Meinar menginjak pedal rem dan kopling bersamaan di perem­patan lampu merah, lalu menukar persneling. Sejenak menoleh pada sahabatnya, layaknya seorang ibu yang sedang menenangkan putrinya yang baru ditinggal pacar. “Menghadapi orang-orang yang datang dengan setumpuk persoalan, kita tidak boleh panik, apalagi ikut emosional, Ri. Justru kitalah harus membuat mereka merasa nyaman. Karena, dunia akan tersenyum, jika kau tersenyum.

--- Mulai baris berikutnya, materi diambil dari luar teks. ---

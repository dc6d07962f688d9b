pub mod cancellation;
pub mod installer;
pub mod parallel;
pub mod sequential;

pub use cancellation::CancellationToken;
pub use installer::PackageInstaller;
pub use parallel::{ParallelExecutor, WORKER_CAP, optimal_worker_count, optimal_worker_count_for};
pub use sequential::SequentialExecutor;

use crate::models::{CoreError, InstallOutcome, InstallResult};
use crate::progress::InstallSummary;

/// Results of one batch plus the error that stopped it, if any. Package
/// failures live in the results; `error` is reserved for cancellation and
/// worker-pool failures.
#[derive(Clone, Debug, Default, PartialEq, Eq)]
pub struct BatchOutcome {
    pub results: Vec<InstallResult>,
    pub error: Option<CoreError>,
}

impl BatchOutcome {
    pub fn count(&self, outcome: InstallOutcome) -> usize {
        self.results
            .iter()
            .filter(|result| result.outcome() == outcome)
            .count()
    }

    pub fn installed_count(&self) -> usize {
        self.count(InstallOutcome::Installed)
    }

    pub fn skipped_count(&self) -> usize {
        self.count(InstallOutcome::Skipped)
    }

    pub fn failed_count(&self) -> usize {
        self.count(InstallOutcome::Failed)
    }

    pub fn cancelled_count(&self) -> usize {
        self.count(InstallOutcome::Cancelled)
    }

    pub fn was_cancelled(&self) -> bool {
        self.error.as_ref().is_some_and(CoreError::is_cancellation) || self.cancelled_count() > 0
    }

    pub fn is_success(&self) -> bool {
        self.error.is_none() && self.results.iter().all(|result| result.success)
    }

    pub fn summary(&self) -> InstallSummary {
        InstallSummary::from_results(self.results.iter().cloned())
    }
}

Sebaliknya, ia akan bermuram durja, jika kau berduka. Jadi, legakanlah mereka dengan senyum tulus dan kata-kata penguat. Bukan dengan tampang stres apalagi merengut, seperti kamu sekarang ini. Beban mereka bukannya berkurang, malah makin tertekan. Ya, ‘kan?”

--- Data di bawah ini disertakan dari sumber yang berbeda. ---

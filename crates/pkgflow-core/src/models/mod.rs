pub mod backend;
pub mod error;
pub mod install;
pub mod manifest;
pub mod platform;

pub use backend::{BackendAction, BackendId, BackendKind};
pub use error::{CoreError, CoreErrorKind};
pub use install::{
    InstallOptions, InstallOutcome, InstallResult, ParallelCapability, validate_package_name,
};
pub use manifest::{PackageCategory, PackageInfo, PackageManifest};
pub use platform::{OsFamily, PlatformInfo};
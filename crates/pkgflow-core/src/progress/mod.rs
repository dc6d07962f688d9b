pub mod event;
pub mod render;
pub mod reporter;

pub use event::{ProgressEvent, ProgressEventKind};
pub use render::{BarRenderer, render_summary_table};
pub use reporter::{
    DEFAULT_QUEUE_CAPACITY, EventSink, InstallSummary, ProgressReporter, ProgressSender,
};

Rianty hanya merespons kalimat puitis Meinar dengan memajukan bibirnya. Meinar memang pintar menyusun kata, juga menata emosi, tak seperti dirinya, yang gampang panik dan mengeluh. Sering bertindak spontan, tanpa terlebih dulu berpikir matang.

Tak terasa sedan Meinar telah mendarat di pelataran parkir ge­dung Poltabes. “Kamu nggak turun?” tanya Meinar.
“Aku di sini saja.”

Meinar mengedipkan sebelah matanya. ”Kamu masih enggan bertemu Mas Alan. Ya, ’kan? Ternyata susah sekali melenyapkan bayang-bayang Zokh, ya?”

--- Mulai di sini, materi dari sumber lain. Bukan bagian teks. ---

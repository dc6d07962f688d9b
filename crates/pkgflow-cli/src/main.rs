mod cli;
mod logging;
mod report;

use std::path::Path;
use std::process::ExitCode;
use std::time::Duration;

use anyhow::{Context, Result, bail};
use clap::Parser;
use pkgflow_core::backends::BackendContext;
use pkgflow_core::models::PackageManifest;
use pkgflow_core::orchestration::{CancellationToken, PackageInstaller};
use serde::Serialize;
use tracing::{debug, info, warn};

use crate::cli::{Cli, Command, InstallArgs, PackageSelection};
use crate::report::InstallReport;

#[tokio::main]
async fn main() -> ExitCode {
    let cli = Cli::parse();
    logging::init(cli.verbose, cli.quiet);

    match run(cli).await {
        Ok(code) => code,
        Err(error) => {
            eprintln!("error: {error:#}");
            ExitCode::from(report::EXIT_FAILURE)
        }
    }
}

async fn run(cli: Cli) -> Result<ExitCode> {
    let context = BackendContext::detect();
    debug!(platform = ?context.platform, "detected platform");
    let installer = PackageInstaller::with_default_backends(context);

    match cli.command {
        Command::Install(args) => install(&installer, &args, cli.verbose, cli.quiet).await,
        Command::Providers { json } => {
            providers(&installer, json)?;
            Ok(ExitCode::SUCCESS)
        }
        Command::Plan(selection) => plan(&installer, &selection),
    }
}

async fn install(
    installer: &PackageInstaller,
    args: &InstallArgs,
    verbose: bool,
    quiet: bool,
) -> Result<ExitCode> {
    let (packages, _) = resolve_packages(&args.selection)?;
    let options = args.options(verbose, quiet);
    let provider = installer.select_provider();
    match &provider {
        Some(provider) => info!(provider = provider.name(), packages = packages.len(), "installing"),
        None => warn!("no package manager available"),
    }

    let cancellation = CancellationToken::new();
    let interrupt = {
        let cancellation = cancellation.clone();
        tokio::spawn(async move {
            if tokio::signal::ctrl_c().await.is_ok() {
                warn!("interrupted, cancelling installs");
                cancellation.cancel();
            }
        })
    };
    let deadline = args
        .timeout
        .map(|secs| cancellation.cancel_after(Duration::from_secs(secs)));

    let outcome = installer.install(&packages, &options, &cancellation).await;

    interrupt.abort();
    if let Some(deadline) = deadline {
        deadline.abort();
    }

    if args.json {
        let report = InstallReport::new(&outcome, provider.as_ref().map(|p| p.name()));
        report::print_json(&report)?;
    } else {
        report::print_text(&outcome);
    }

    Ok(report::exit_code(&outcome))
}

#[derive(Serialize)]
struct ProviderRow {
    name: String,
    available: bool,
    priority: i32,
    parallel_safe: bool,
    selected: bool,
}

fn providers(installer: &PackageInstaller, json: bool) -> Result<()> {
    let selected = installer.select_provider();
    let rows: Vec<ProviderRow> = installer
        .registry()
        .providers()
        .iter()
        .map(|provider| ProviderRow {
            name: provider.name().to_string(),
            available: provider.is_available(),
            priority: provider.priority(),
            parallel_safe: provider.parallel_safe(),
            selected: selected
                .as_ref()
                .is_some_and(|best| best.name() == provider.name()),
        })
        .collect();

    if json {
        println!("{}", serde_json::to_string_pretty(&rows)?);
        return Ok(());
    }

    println!("{:<8}  {:<9}  {:>8}  {:<8}", "NAME", "AVAILABLE", "PRIORITY", "PARALLEL");
    for row in &rows {
        let marker = if row.selected { "  (selected)" } else { "" };
        println!(
            "{:<8}  {:<9}  {:>8}  {:<8}{marker}",
            row.name,
            if row.available { "yes" } else { "no" },
            row.priority,
            if row.parallel_safe { "yes" } else { "no" },
        );
    }
    if selected.is_none() {
        println!("\nno package manager available");
    }
    Ok(())
}

fn plan(installer: &PackageInstaller, selection: &PackageSelection) -> Result<ExitCode> {
    let (packages, manifest) = resolve_packages(selection)?;
    let Some(provider) = installer.select_provider() else {
        println!("no package manager available");
        return Ok(ExitCode::from(report::EXIT_NO_PROVIDER));
    };

    let capability = installer.check_parallel(&packages);
    println!("provider: {} (priority {})", provider.name(), provider.priority());
    println!("packages:");
    for package in &packages {
        let description = manifest
            .as_ref()
            .and_then(|manifest| manifest.describe(package))
            .map(|info| info.description.as_str())
            .filter(|description| !description.is_empty());
        match description {
            Some(description) => println!("  {package:<24} {description}"),
            None => println!("  {package}"),
        }
    }
    if capability.supported {
        println!(
            "parallel: yes, {} worker(s)",
            capability.recommended_workers
        );
    } else {
        println!("parallel: no ({})", capability.reason);
    }
    Ok(ExitCode::SUCCESS)
}

/// Positional packages first, then manifest packages, without duplicates.
/// The manifest only contributes packages when categories are named or no
/// positional packages were given.
fn resolve_packages(
    selection: &PackageSelection,
) -> Result<(Vec<String>, Option<PackageManifest>)> {
    let mut packages: Vec<String> = Vec::new();
    for package in &selection.packages {
        if !packages.contains(package) {
            packages.push(package.clone());
        }
    }

    let mut manifest = None;
    if let Some(path) = &selection.manifest {
        let loaded = load_manifest(path)?;
        if selection.packages.is_empty() || !selection.categories.is_empty() {
            let resolved = loaded
                .resolve(&selection.categories, selection.include_optional)
                .with_context(|| format!("resolving packages from {}", path.display()))?;
            for package in resolved {
                if !packages.contains(&package) {
                    packages.push(package);
                }
            }
        }
        manifest = Some(loaded);
    } else if !selection.categories.is_empty() {
        bail!("--category requires --manifest or PKGFLOW_MANIFEST");
    }

    if packages.is_empty() {
        bail!("no packages requested");
    }
    Ok((packages, manifest))
}

fn load_manifest(path: &Path) -> Result<PackageManifest> {
    let content = std::fs::read_to_string(path)
        .with_context(|| format!("reading manifest {}", path.display()))?;
    let manifest = PackageManifest::from_json_str(&content)
        .with_context(|| format!("parsing manifest {}", path.display()))?;
    debug!(path = %path.display(), categories = manifest.categories.len(), "loaded manifest");
    Ok(manifest)
}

Rianty tak menjawab. Hanya mengacungkan tinjunya pada Meinar yang berlalu dengan tertawa-tawa. Zokh? Ah. Dia lagi. Kenapa harus nama itu yang selalu muncul di angannya setiap kali ia membayangkan sosok pria? Bahkan, sosok Alan Dharmawan, anggota SatReskrim yang putih dan gagah itu pun tak cukup kuat menggeser wajah Zokh.
Hmm, apa, sih, kelebihan Zokh? Ia memang tak setampan Alan, tetapi sikapnya yang supel dan rada nyentrik telah cukup menghasilkan track record berupa sederet wanita yang patah hati, karena cintanya bertepuk sebelah tangan. Entah kenapa, sampai hari ini Zokh masih betah dengan kesendirian. Masih saja asyik menekuni hobi fotografinya dan sesekali menggarap orderan video shooting.
Sepanjang yang ia tahu, satu-satunya wanita yang selalu menempel erat di sisi Zokh adalah dirinya! Tak ada yang lain. Namun, itu tak sama dengan lekatnya prangko pada amplop, melainkan lebih mirip Tom and Jerry! Selalu saling adu mulut, adu pendapat, dan tak jarang berakhir dengan saling ledek dan saling kejar. Tak ubahnya seperti masa kanak-kanak dahulu. Entah sampai kapan mozaik kepolosan masa kecil itu akan berubah wujud. Seperti apa yang diinginkannya dan dirajutnya dalam mimpi yang kini justru terasa kian jauh meninggalkannya.
Huss! Rianty menghalau bayang Zokh dan kelebat angan romantis itu, ketika tiga orang wanita berjalan menuju parkiran. Meinar, Mbak Wina dalam balutan seragam polwannya, dan seorang wanita yang berdiri di tengah, diapit Meinar dan Mbak Wina. Wajahnya tak terlalu jelas terlihat, tertutup oleh rambut ikalnya yang menjuntai sebagian dan selendang yang disampirkan sekadarnya.
Rianty turun dari mobil, ketika ketiga wanita itu telah tiba di dekat mobil Meinar. Ia mengangguk ramah pada Mbak Wina, polwan yang selama ini menjadi mitra kerja rumah singgah.
”Imah. Kenalkan, ini Rianty, sahabat saya,” ujar Meinar.
Wanita yang berdiri di tengah itu lalu mengulurkan tangan, meng­ucap singkat namanya, “Imah.” Dan... Ya, Tuhan, Rianty kontan terenyak. Ia bahkan lupa mengangkat tangannya, ketika wanita itu mengangkat wajahnya yang tertunduk.
“Tary!” pekik Rianty tak tertahan. Meinar dan Mbak Wina saling pandang. Imah menatap bingung. Tary? Wanita cantik ini memanggilnya Tary? Matanya menerawang, memandang wajah Rianty dengan pikiran kosong dan raut bingung. Nama itu, seperti tak asing di telinganya. Sebuah nama dari lorong waktu masa lalu, yang seolah memanggil memorinya untuk menyusuri dan memungut keping demi keping peristiwa yang telah tercecer jauh. Namun, ia sama sekali tak ingat. Peristiwa apa itu? Siapa Tary?
Meinar mencolek punggung tangan Rianty. Membisikkan sesuatu. Membuat gadis itu seketika tercekat. Seorang wanita tanpa identitas dan lupa ingatan... Ah, ia hampir saja lupa. Meinar telah memberitahunya di mobil tadi. Sungguh ia tak menyangka, bahwa wanita lupa ingatan itu adalah anak Bik Parni!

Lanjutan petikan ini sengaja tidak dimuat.